# Saved entries:
▼▼▼
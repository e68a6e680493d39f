// Composite discount policy
//
// Combines child policies with one of four strategies, then enforces the
// global cap on total discount and the minimum price floor, in that order.

use super::{DiscountContext, DiscountKind, DiscountPolicy, SharedDiscountPolicy};
use crate::error::{DomainError, DomainResult};
use crate::types::CombinationStrategy;
use crate::validation::require_non_blank;
use crate::values::Money;
use serde::Serialize;
use std::fmt;
use std::sync::Arc;

/// One policy's contribution to a price
#[derive(Debug, Clone, PartialEq, Serialize)]
pub struct AppliedDiscount {
    pub description: String,
    pub amount: Money,
}

/// Full pricing result with per-policy breakdown
#[derive(Debug, Clone, PartialEq, Serialize)]
pub struct DiscountBreakdown {
    pub original: Money,
    pub final_price: Money,
    pub total_discount: Money,
    pub strategy: CombinationStrategy,
    pub applied: Vec<AppliedDiscount>,
    /// Total discount was cut to `max_total_discount`
    pub capped: bool,
    /// Price was raised to `minimum_price`
    pub floored: bool,
}

/// Strategy-driven combination of discount policies
#[derive(Clone)]
pub struct CompositeDiscountPolicy {
    description: String,
    policies: Vec<SharedDiscountPolicy>,
    strategy: CombinationStrategy,
    max_total_discount: Option<Money>,
    minimum_price: Option<Money>,
    priority: Option<i32>,
}

/// Builder for [`CompositeDiscountPolicy`]
pub struct CompositeDiscountPolicyBuilder {
    description: String,
    policies: Vec<SharedDiscountPolicy>,
    strategy: CombinationStrategy,
    max_total_discount: Option<Money>,
    minimum_price: Option<Money>,
    priority: Option<i32>,
}

impl CompositeDiscountPolicyBuilder {
    pub fn policy<P>(mut self, policy: P) -> Self
    where
        P: DiscountPolicy + 'static,
    {
        self.policies.push(Arc::new(policy));
        self
    }

    pub fn shared(mut self, policy: SharedDiscountPolicy) -> Self {
        self.policies.push(policy);
        self
    }

    pub fn strategy(mut self, strategy: CombinationStrategy) -> Self {
        self.strategy = strategy;
        self
    }

    pub fn max_total_discount(mut self, cap: Money) -> Self {
        self.max_total_discount = Some(cap);
        self
    }

    pub fn minimum_price(mut self, floor: Money) -> Self {
        self.minimum_price = Some(floor);
        self
    }

    /// Override the priority reported when nested in another composite
    pub fn priority(mut self, priority: i32) -> Self {
        self.priority = Some(priority);
        self
    }

    pub fn build(self) -> DomainResult<CompositeDiscountPolicy> {
        let description = require_non_blank("composite description", &self.description)?;
        if self.policies.is_empty() {
            return Err(DomainError::EmptyPolicyList("discount policies"));
        }
        if let (Some(cap), Some(floor)) = (&self.max_total_discount, &self.minimum_price) {
            cap.ensure_same_currency(floor)?;
        }
        Ok(CompositeDiscountPolicy {
            description,
            policies: self.policies,
            strategy: self.strategy,
            max_total_discount: self.max_total_discount,
            minimum_price: self.minimum_price,
            priority: self.priority,
        })
    }
}

/// Running result of a strategy before global constraints
struct Outcome {
    price: Money,
    applied: Vec<AppliedDiscount>,
}

impl CompositeDiscountPolicy {
    pub fn builder(description: &str) -> CompositeDiscountPolicyBuilder {
        CompositeDiscountPolicyBuilder {
            description: description.to_string(),
            policies: Vec::new(),
            strategy: CombinationStrategy::default(),
            max_total_discount: None,
            minimum_price: None,
            priority: None,
        }
    }

    pub fn strategy(&self) -> CombinationStrategy {
        self.strategy
    }

    pub fn policies(&self) -> &[SharedDiscountPolicy] {
        &self.policies
    }

    /// Price `price` and explain how the result came about
    pub fn evaluate(&self, price: &Money, context: &DiscountContext) -> DomainResult<DiscountBreakdown> {
        let applicable: Vec<&SharedDiscountPolicy> = self
            .policies
            .iter()
            .filter(|policy| policy.is_applicable(context))
            .collect();

        let outcome = match self.strategy {
            CombinationStrategy::Sequential => Self::sequential(price, &applicable, context)?,
            CombinationStrategy::BestSingle => Self::best_single(price, &applicable, context)?,
            CombinationStrategy::PriorityFirst => Self::priority_first(price, &applicable, context)?,
            CombinationStrategy::Smart => Self::smart(price, &applicable, context)?,
        };

        let mut final_price = outcome.price;
        let mut capped = false;
        let mut floored = false;

        if let Some(cap) = &self.max_total_discount {
            let discount = price.saturating_sub(&final_price)?;
            price.ensure_same_currency(cap)?;
            if discount.amount() > cap.amount() {
                final_price = price.saturating_sub(cap)?;
                capped = true;
            }
        }

        if let Some(minimum) = &self.minimum_price {
            let floor = minimum.min(price)?;
            if final_price.amount() < floor.amount() {
                final_price = floor;
                floored = true;
            }
        }

        Ok(DiscountBreakdown {
            original: *price,
            final_price,
            total_discount: price.saturating_sub(&final_price)?,
            strategy: self.strategy,
            applied: outcome.applied,
            capped,
            floored,
        })
    }

    /// Apply one policy, never letting it raise the price
    fn step(
        policy: &SharedDiscountPolicy,
        price: &Money,
        context: &DiscountContext,
    ) -> DomainResult<(Money, Money)> {
        let result = policy.apply_discount(price, context)?.min(price)?;
        let discount = price.saturating_sub(&result)?;
        Ok((result, discount))
    }

    fn applied(policy: &SharedDiscountPolicy, amount: Money) -> AppliedDiscount {
        AppliedDiscount {
            description: policy.description(),
            amount,
        }
    }

    fn sequential(
        price: &Money,
        policies: &[&SharedDiscountPolicy],
        context: &DiscountContext,
    ) -> DomainResult<Outcome> {
        let mut current = *price;
        let mut applied = Vec::new();
        for policy in policies {
            let (next, discount) = Self::step(policy, &current, context)?;
            if !discount.is_zero() {
                applied.push(Self::applied(policy, discount));
            }
            current = next;
        }
        Ok(Outcome {
            price: current,
            applied,
        })
    }

    /// Largest single discount on `price`; the first listed wins ties
    fn best_of<'a>(
        price: &Money,
        policies: impl IntoIterator<Item = &'a SharedDiscountPolicy>,
        context: &DiscountContext,
    ) -> DomainResult<Option<(&'a SharedDiscountPolicy, Money, Money)>> {
        let mut best: Option<(&SharedDiscountPolicy, Money, Money)> = None;
        for policy in policies {
            let (result, discount) = Self::step(policy, price, context)?;
            let better = match &best {
                Some((_, _, best_discount)) => discount.amount() > best_discount.amount(),
                None => !discount.is_zero(),
            };
            if better {
                best = Some((policy, result, discount));
            }
        }
        Ok(best)
    }

    fn best_single(
        price: &Money,
        policies: &[&SharedDiscountPolicy],
        context: &DiscountContext,
    ) -> DomainResult<Outcome> {
        Ok(match Self::best_of(price, policies.iter().copied(), context)? {
            Some((policy, result, discount)) => Outcome {
                price: result,
                applied: vec![Self::applied(policy, discount)],
            },
            None => Outcome {
                price: *price,
                applied: Vec::new(),
            },
        })
    }

    fn priority_first(
        price: &Money,
        policies: &[&SharedDiscountPolicy],
        context: &DiscountContext,
    ) -> DomainResult<Outcome> {
        // min_by_key keeps the first of equal keys
        let chosen = policies.iter().min_by_key(|policy| policy.priority());
        match chosen {
            Some(policy) => Self::sequential(price, &[*policy], context),
            None => Ok(Outcome {
                price: *price,
                applied: Vec::new(),
            }),
        }
    }

    fn smart(
        price: &Money,
        policies: &[&SharedDiscountPolicy],
        context: &DiscountContext,
    ) -> DomainResult<Outcome> {
        let others: Vec<&SharedDiscountPolicy> = policies
            .iter()
            .copied()
            .filter(|policy| policy.kind() == DiscountKind::Other)
            .collect();
        let mut outcome = Self::sequential(price, &others, context)?;
        let intermediate = outcome.price;

        let best_rate = Self::best_of(
            &intermediate,
            policies.iter().copied().filter(|p| p.kind() == DiscountKind::Rate),
            context,
        )?;
        let best_amount = Self::best_of(
            &intermediate,
            policies.iter().copied().filter(|p| p.kind() == DiscountKind::Amount),
            context,
        )?;

        let winner = match (best_rate, best_amount) {
            (Some(rate), Some(amount)) => {
                if rate.2.amount() >= amount.2.amount() {
                    Some(rate)
                } else {
                    Some(amount)
                }
            }
            (rate, amount) => rate.or(amount),
        };

        if let Some((policy, result, discount)) = winner {
            outcome.price = result;
            outcome.applied.push(Self::applied(policy, discount));
        }
        Ok(outcome)
    }
}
▲▲▲
# WHAT THIS TASK INVOLVES:
What the answer needs is every line from the data above with "DiscountBreakdown" in it.

# EXERCISE SOLUTION:
pub struct DiscountBreakdown {
    pub fn evaluate(&self, price: &Money, context: &DiscountContext) -> DomainResult<DiscountBreakdown> {
        Ok(DiscountBreakdown {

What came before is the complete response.